Ordinary smart people, like you, are building this project very actively; as you are reading this, someone is probably editing an article. You don't even have to be logged in to contribute, but we'd like to know who you are. Anyway, you can just dive right in and work on any page you like. Please drop in as often as you can. If you're the kind of person that we are, you'll soon be addicted to the Recent Changes page. You can (and should) be bold in updating pages. And above all, play nice.

One of the most important things you should know is that we (the existing community) have established some cultural norms that you should respect. We try not to argue. This isn't a discussion forum. Everyone tries to reach a consensus about what entries should say. We try to make the entries as unbiased as we can, which means that the articles, even on controversial topics, are not meant to be platforms for preaching of any kind. Bear in mind that this is an encyclopedia, which means there are many things that it is not. If you feel uncomfortable with making changes to someone else's work, and you want to add your thoughts, questions or comments about an article, the place to do that is the article's /Talk page. Again, though, we generally try to avoid discussion for its own sake. There are also some other community norms codified via some links listed below, particularly Wikipedia policy. And, you might want to review the most common Wikipedia faux pas.

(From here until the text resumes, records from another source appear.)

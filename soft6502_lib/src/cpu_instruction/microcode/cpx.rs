use super::*;

pub fn cpx(cpu: &mut CPU, cpu_instruction: &CPUInstruction) -> Result<LogLine> {
    cpu_instruction.adjust_base_cycles();
    let byte = cpu.read_operand(cpu_instruction);
    let register = cpu.registers.register_x;
    alu::compare(&mut cpu.registers, register, byte);

    Ok(LogLine::new(
        cpu_instruction,
        format!(
            "(0x{:02x})[X=0x{:02x}][S={}]",
            byte,
            register,
            cpu.registers.format_status()
        ),
    ))
}
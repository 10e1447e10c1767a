use super::*;

pub fn tya(cpu: &mut CPU, cpu_instruction: &CPUInstruction) -> Result<LogLine> {
    let byte = cpu.registers.register_y;
    cpu.registers.accumulator = load(&mut cpu.registers, byte);

    Ok(LogLine::new(
        cpu_instruction,
        format!(
            "[A=0x{:02x}][S={}]",
            cpu.registers.accumulator,
            cpu.registers.format_status()
        ),
    ))
}
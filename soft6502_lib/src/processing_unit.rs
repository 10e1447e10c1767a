use super::config::CPUConfiguration;
use super::cpu_instruction::{CPUInstruction, Instruction, LogLine, OPCODES};
use super::error::{CPUError, Result};
use super::memory::{AddressableIO, RAM as Memory};
use super::registers::Registers;
use log::{debug, trace};
use std::ops::ControlFlow;

/*
 * CPU
 * Owns the registers and the memory for the whole session. Nothing outside
 * the processor writes to them while it runs.
 *
 * idle (running = false) -> start() -> running -> halted (running = false)
 * The processor halts on BRK, on a fault or when the host asks to stop
 * between two instructions.
 */
#[derive(Debug)]
pub struct CPU {
    pub registers: Registers,
    pub memory: Memory,
    configuration: CPUConfiguration,
    running: bool,
    cycles: u64,
}

impl CPU {
    pub fn new(memory: Memory) -> CPU {
        CPU::with_configuration(memory, CPUConfiguration::default())
    }

    pub fn with_configuration(memory: Memory, configuration: CPUConfiguration) -> CPU {
        CPU {
            registers: Registers::new(configuration.start_address),
            memory,
            configuration,
            running: configuration.running,
            cycles: 0,
        }
    }

    pub fn start(&mut self) {
        self.running = true;
    }

    pub fn stop(&mut self) {
        self.running = false;
    }

    pub fn is_running(&self) -> bool {
        self.running
    }

    pub fn cycles(&self) -> u64 {
        self.cycles
    }

    pub fn configuration(&self) -> &CPUConfiguration {
        &self.configuration
    }

    /// Read the byte at PC and advance PC.
    pub fn fetch(&mut self) -> u8 {
        self.registers.fetch(&self.memory)
    }

    pub fn decode(&self, opcode: u8) -> Option<&'static Instruction> {
        let instruction = &OPCODES[opcode as usize];

        if instruction.illegal && !self.configuration.illegal_opcodes {
            None
        } else {
            Some(instruction)
        }
    }

    /// Execute exactly one instruction.
    ///
    /// An opcode the processor does not know halts it and leaves every
    /// register but PC untouched.
    pub fn step(&mut self) -> Result<LogLine> {
        let address = self.registers.command_pointer;
        let opcode = self.fetch();
        let instruction = match self.decode(opcode) {
            Some(instruction) => instruction,
            None => {
                self.running = false;
                return Err(CPUError::UnknownOpcode(opcode, address));
            }
        };
        let resolution = instruction
            .addressing_mode
            .solve(&mut self.registers, &self.memory);
        let cpu_instruction = CPUInstruction::new(address, opcode, instruction, resolution);
        let result = match instruction.microcode {
            Some(microcode) => microcode(self, &cpu_instruction),
            None => Ok(LogLine::new(&cpu_instruction, String::new())),
        };
        self.cycles += cpu_instruction.cycles.get() as u64;

        result
    }

    pub fn run(&mut self) -> Result<()> {
        self.run_with(|_, _| ControlFlow::Continue(()))
    }

    /// Run until the processor halts. The observer is called after each
    /// instruction and may ask for a stop by returning `ControlFlow::Break`.
    pub fn run_with<F>(&mut self, mut observer: F) -> Result<()>
    where
        F: FnMut(&CPU, &LogLine) -> ControlFlow<()>,
    {
        while self.running {
            let log_line = self.step().inspect_err(|e| debug!("fault: {}", e))?;
            trace!("{}", log_line);

            if observer(self, &log_line).is_break() {
                debug!(
                    "stop requested at #0x{:04X}",
                    self.registers.command_pointer
                );
                self.running = false;
            }
        }
        debug!(
            "halted at #0x{:04X} after {} cycles",
            self.registers.command_pointer, self.cycles
        );

        Ok(())
    }

    /// Whether ADC and SBC apply the BCD correction.
    pub fn decimal_enabled(&self) -> bool {
        self.configuration.decimal_mode && self.registers.d_flag_is_set()
    }

    /// Operand value: the accumulator when the instruction has no target.
    pub fn read_operand(&self, cpu_instruction: &CPUInstruction) -> u8 {
        match cpu_instruction.target_address() {
            Some(addr) => self.memory.read_byte(addr),
            None => self.registers.accumulator,
        }
    }

    pub fn write_operand(&mut self, cpu_instruction: &CPUInstruction, value: u8) {
        match cpu_instruction.target_address() {
            Some(addr) => self.memory.write_byte(addr, value),
            None => self.registers.accumulator = value,
        }
    }
}
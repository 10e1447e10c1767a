use super::*;

pub fn iny(cpu: &mut CPU, cpu_instruction: &CPUInstruction) -> Result<LogLine> {
    let byte = cpu.registers.register_y.wrapping_add(1);
    cpu.registers.register_y = load(&mut cpu.registers, byte);

    Ok(LogLine::new(
        cpu_instruction,
        format!(
            "[Y=0x{:02x}][S={}]",
            cpu.registers.register_y,
            cpu.registers.format_status()
        ),
    ))
}
#[allow(clippy::module_inception)]
mod cpu_instruction;
pub mod microcode;
mod opcodes;

pub use self::cpu_instruction::{CPUInstruction, Instruction, LogLine, Microcode};
pub use self::opcodes::OPCODES;
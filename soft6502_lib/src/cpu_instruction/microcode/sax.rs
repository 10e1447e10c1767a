use super::*;

/// # SAX - store A AND X (undocumented), flags untouched
pub fn sax(cpu: &mut CPU, cpu_instruction: &CPUInstruction) -> Result<LogLine> {
    let byte = cpu.registers.accumulator & cpu.registers.register_x;
    cpu.write_operand(cpu_instruction, byte);

    Ok(LogLine::new(cpu_instruction, format!("(0x{:02x})", byte)))
}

Humor in articles is fine and can make this project more fun and more readable. But this is intended to become an important basic resource on all areas of human knowledge, so please don't treat it as one big joke. Entries should be lively and readable, and they should also explain things as clearly as possible.

You might expect Wikipedia to be a low-quality product because it's open to everyone. But, perhaps it's the fact that it is open to everyone that makes a lot of these articles pretty good, and ever-improving. To alter a now-famous catchphrase: "Given enough eyeballs, all errors are shallow." We tend to cater to the highest common denominator--"lower denominators" tend politely not to touch articles they know nothing about! There are a lot of Ph.D.'s and graduate students and other very smart and knowledgeable people at work here--but everyone is welcome. We hope you have fun. If you're intrigued by the idea but you have objections, see our replies to common objections.

Still, if you think this is all too wild-and-woolly, then a more serious project will probably be better for you. Try Nupedia, which is much more rigorous and serious. (Many Wikipedians are Nupedians who are having fun with a neat side project that moves faster, but has fewer official quality controls--though one should not undervalue the fact that anyone can and often will immediately correct your mistakes.)